**BRIEF:** The records below must be returned in full and unaltered.

[Stored items]
══════

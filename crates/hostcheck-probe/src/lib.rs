//! Concurrent reachability probing for hostcheck.
//!
//! # Architecture
//!
//! ```text
//! ProbeScheduler
//!   ├── JoinSet capped at `threads`
//!   │   └── Prober::probe(ProbeTask) → ProbeResult
//!   ├── completion-order drain
//!   │   ├── proxy failure ≤ ceiling → resubmit same task
//!   │   └── terminal → classify() → StatusRecord
//!   ├── on_terminal callback (console line)
//!   └── WriterHandle::enqueue ──mpsc──▶ writer task ──▶ StateStore::upsert_host
//! ```
//!
//! During a run every upsert goes through the writer task. Other store
//! clones, such as the one the CLI keeps for `--summary`, only read.

pub mod classifier;
pub mod client;
pub mod error;
pub mod report;
pub mod scheduler;
pub mod task;
pub mod writer;

pub use classifier::classify;
pub use client::{HttpProber, ProbeOutcome, ProbeResult, Prober, ProxyEndpoint};
pub use error::ProbeError;
pub use report::status_line;
pub use scheduler::{ProbeScheduler, RunSummary, SchedulerConfig};
pub use task::ProbeTask;
pub use writer::{WriterHandle, WriterStats};
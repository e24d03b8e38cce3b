//! hostcheck: probe a list of hostnames and record their reachability.
//!
//! # Usage
//!
//! ```text
//! hostcheck hosts.txt --threads 32 --timeout 10 --proxy 127.0.0.1:4444
//! ```

use std::path::PathBuf;
use std::process::ExitCode;

use clap::Parser;

mod run;
mod settings;

#[derive(Parser, Debug)]
#[command(
    name = "hostcheck",
    about = "Probe hostnames over HTTP(S) and record whether they are up",
    version
)]
pub struct Cli {
    /// File with whitespace-separated hostnames
    pub file: PathBuf,

    /// Number of probes in flight (5 default)
    #[arg(short, long, allow_negative_numbers = true)]
    pub threads: Option<i64>,

    /// Timeout, seconds (60 default)
    #[arg(short = 'n', long)]
    pub timeout: Option<f64>,

    /// HTTP proxy address (default http://127.0.0.1:4444)
    #[arg(short, long)]
    pub proxy: Option<String>,

    /// Proceed without proxy
    #[arg(long)]
    pub no_proxy: bool,

    /// Store file (hosts.db default)
    #[arg(long)]
    pub db: Option<PathBuf>,

    /// Config file (hostcheck.toml)
    #[arg(short, long)]
    pub config: Option<PathBuf>,

    /// Resubmissions allowed per host after proxy errors (5 default)
    #[arg(long)]
    pub retries: Option<u32>,

    /// Print every stored host after the run
    #[arg(long)]
    pub summary: bool,

    /// Debug logging (overridden by RUST_LOG)
    #[arg(short, long)]
    pub verbose: bool,
}

fn init_tracing(verbose: bool) {
    let default = if verbose {
        "info,hostcheck=debug"
    } else {
        "warn,hostcheck=info"
    };
    tracing_subscriber::fmt()
        .with_writer(std::io::stderr)
        .with_env_filter(
            tracing_subscriber::EnvFilter::try_from_default_env()
                .unwrap_or_else(|_| tracing_subscriber::EnvFilter::new(default)),
        )
        .init();
}

/// Resolves on Ctrl-C. Never resolves if the handler cannot be installed.
async fn interrupted() {
    if let Err(e) = tokio::signal::ctrl_c().await {
        tracing::warn!(error = %e, "cannot listen for Ctrl-C");
        std::future::pending::<()>().await;
    }
}

#[tokio::main]
async fn main() -> ExitCode {
    let cli = Cli::parse();
    init_tracing(cli.verbose);

    match run::run(cli, interrupted()).await {
        Ok(()) => ExitCode::SUCCESS,
        Err(e) => {
            eprintln!("{e:#}");
            ExitCode::from(settings::exit_status(&e))
        }
    }
}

══════

**ANSWER BOX:**
filename crates/hostcheck-probe/src/lib.rs
//! Concurrent reachability probing for hostcheck.
//!
//! # Architecture
//!
//! ```text
//! ProbeScheduler
//!   ├── JoinSet capped at `threads`
//!   │   └── Prober::probe(ProbeTask) → ProbeResult
//!   ├── completion-order drain
//!   │   ├── proxy failure ≤ ceiling → resubmit same task
//!   │   └── terminal → classify() → StatusRecord
//!   ├── on_terminal callback (console line)
//!   └── WriterHandle::enqueue ──mpsc──▶ writer task ──▶ StateStore::upsert_host
//! ```
//!
//! During a run every upsert goes through the writer task. Other store
//! clones, such as the one the CLI keeps for `--summary`, only read.

pub mod classifier;
pub mod client;
pub mod error;
pub mod report;
pub mod scheduler;
pub mod task;
pub mod writer;

pub use classifier::classify;
pub use client::{HttpProber, ProbeOutcome, ProbeResult, Prober, ProxyEndpoint};
pub use error::ProbeError;
pub use report::status_line;
pub use scheduler::{ProbeScheduler, RunSummary, SchedulerConfig};
pub use task::ProbeTask;
pub use writer::{WriterHandle, WriterStats};
repository e24d03b8e38cce3b
//! hostcheck: probe a list of hostnames and record their reachability.
//!
//! # Usage
//!
//! ```text
//! hostcheck hosts.txt --threads 32 --timeout 10 --proxy 127.0.0.1:4444
//! ```

use std::path::PathBuf;
use std::process::ExitCode;

use clap::Parser;

mod run;
mod settings;

#[derive(Parser, Debug)]
#[command(
    name = "hostcheck",
    about = "Probe hostnames over HTTP(S) and record whether they are up",
    version
)]
pub struct Cli {
    /// File with whitespace-separated hostnames
    pub file: PathBuf,

    /// Number of probes in flight (5 default)
    #[arg(short, long, allow_negative_numbers = true)]
    pub threads: Option<i64>,

    /// Timeout, seconds (60 default)
    #[arg(short = 'n', long)]
    pub timeout: Option<f64>,

    /// HTTP proxy address (default http://127.0.0.1:4444)
    #[arg(short, long)]
    pub proxy: Option<String>,

    /// Proceed without proxy
    #[arg(long)]
    pub no_proxy: bool,

    /// Store file (hosts.db default)
    #[arg(long)]
    pub db: Option<PathBuf>,

    /// Config file (hostcheck.toml)
    #[arg(short, long)]
    pub config: Option<PathBuf>,

    /// Resubmissions allowed per host after proxy errors (5 default)
    #[arg(long)]
    pub retries: Option<u32>,

    /// Print every stored host after the run
    #[arg(long)]
    pub summary: bool,

    /// Debug logging (overridden by RUST_LOG)
    #[arg(short, long)]
    pub verbose: bool,
}

fn init_tracing(verbose: bool) {
    let default = if verbose {
        "info,hostcheck=debug"
    } else {
        "warn,hostcheck=info"
    };
    tracing_subscriber::fmt()
        .with_writer(std::io::stderr)
        .with_env_filter(
            tracing_subscriber::EnvFilter::try_from_default_env()
                .unwrap_or_else(|_| tracing_subscriber::EnvFilter::new(default)),
        )
        .init();
}

/// Resolves on Ctrl-C. Never resolves if the handler cannot be installed.
async fn interrupted() {
    if let Err(e) = tokio::signal::ctrl_c().await {
        tracing::warn!(error = %e, "cannot listen for Ctrl-C");
        std::future::pending::<()>().await;
    }
}

#[tokio::main]
async fn main() -> ExitCode {
    let cli = Cli::parse();
    init_tracing(cli.verbose);

    match run::run(cli, interrupted()).await {
        Ok(()) => ExitCode::SUCCESS,
        Err(e) => {
            eprintln!("{e:#}");
            ExitCode::from(settings::exit_status(&e))
        }
    }
}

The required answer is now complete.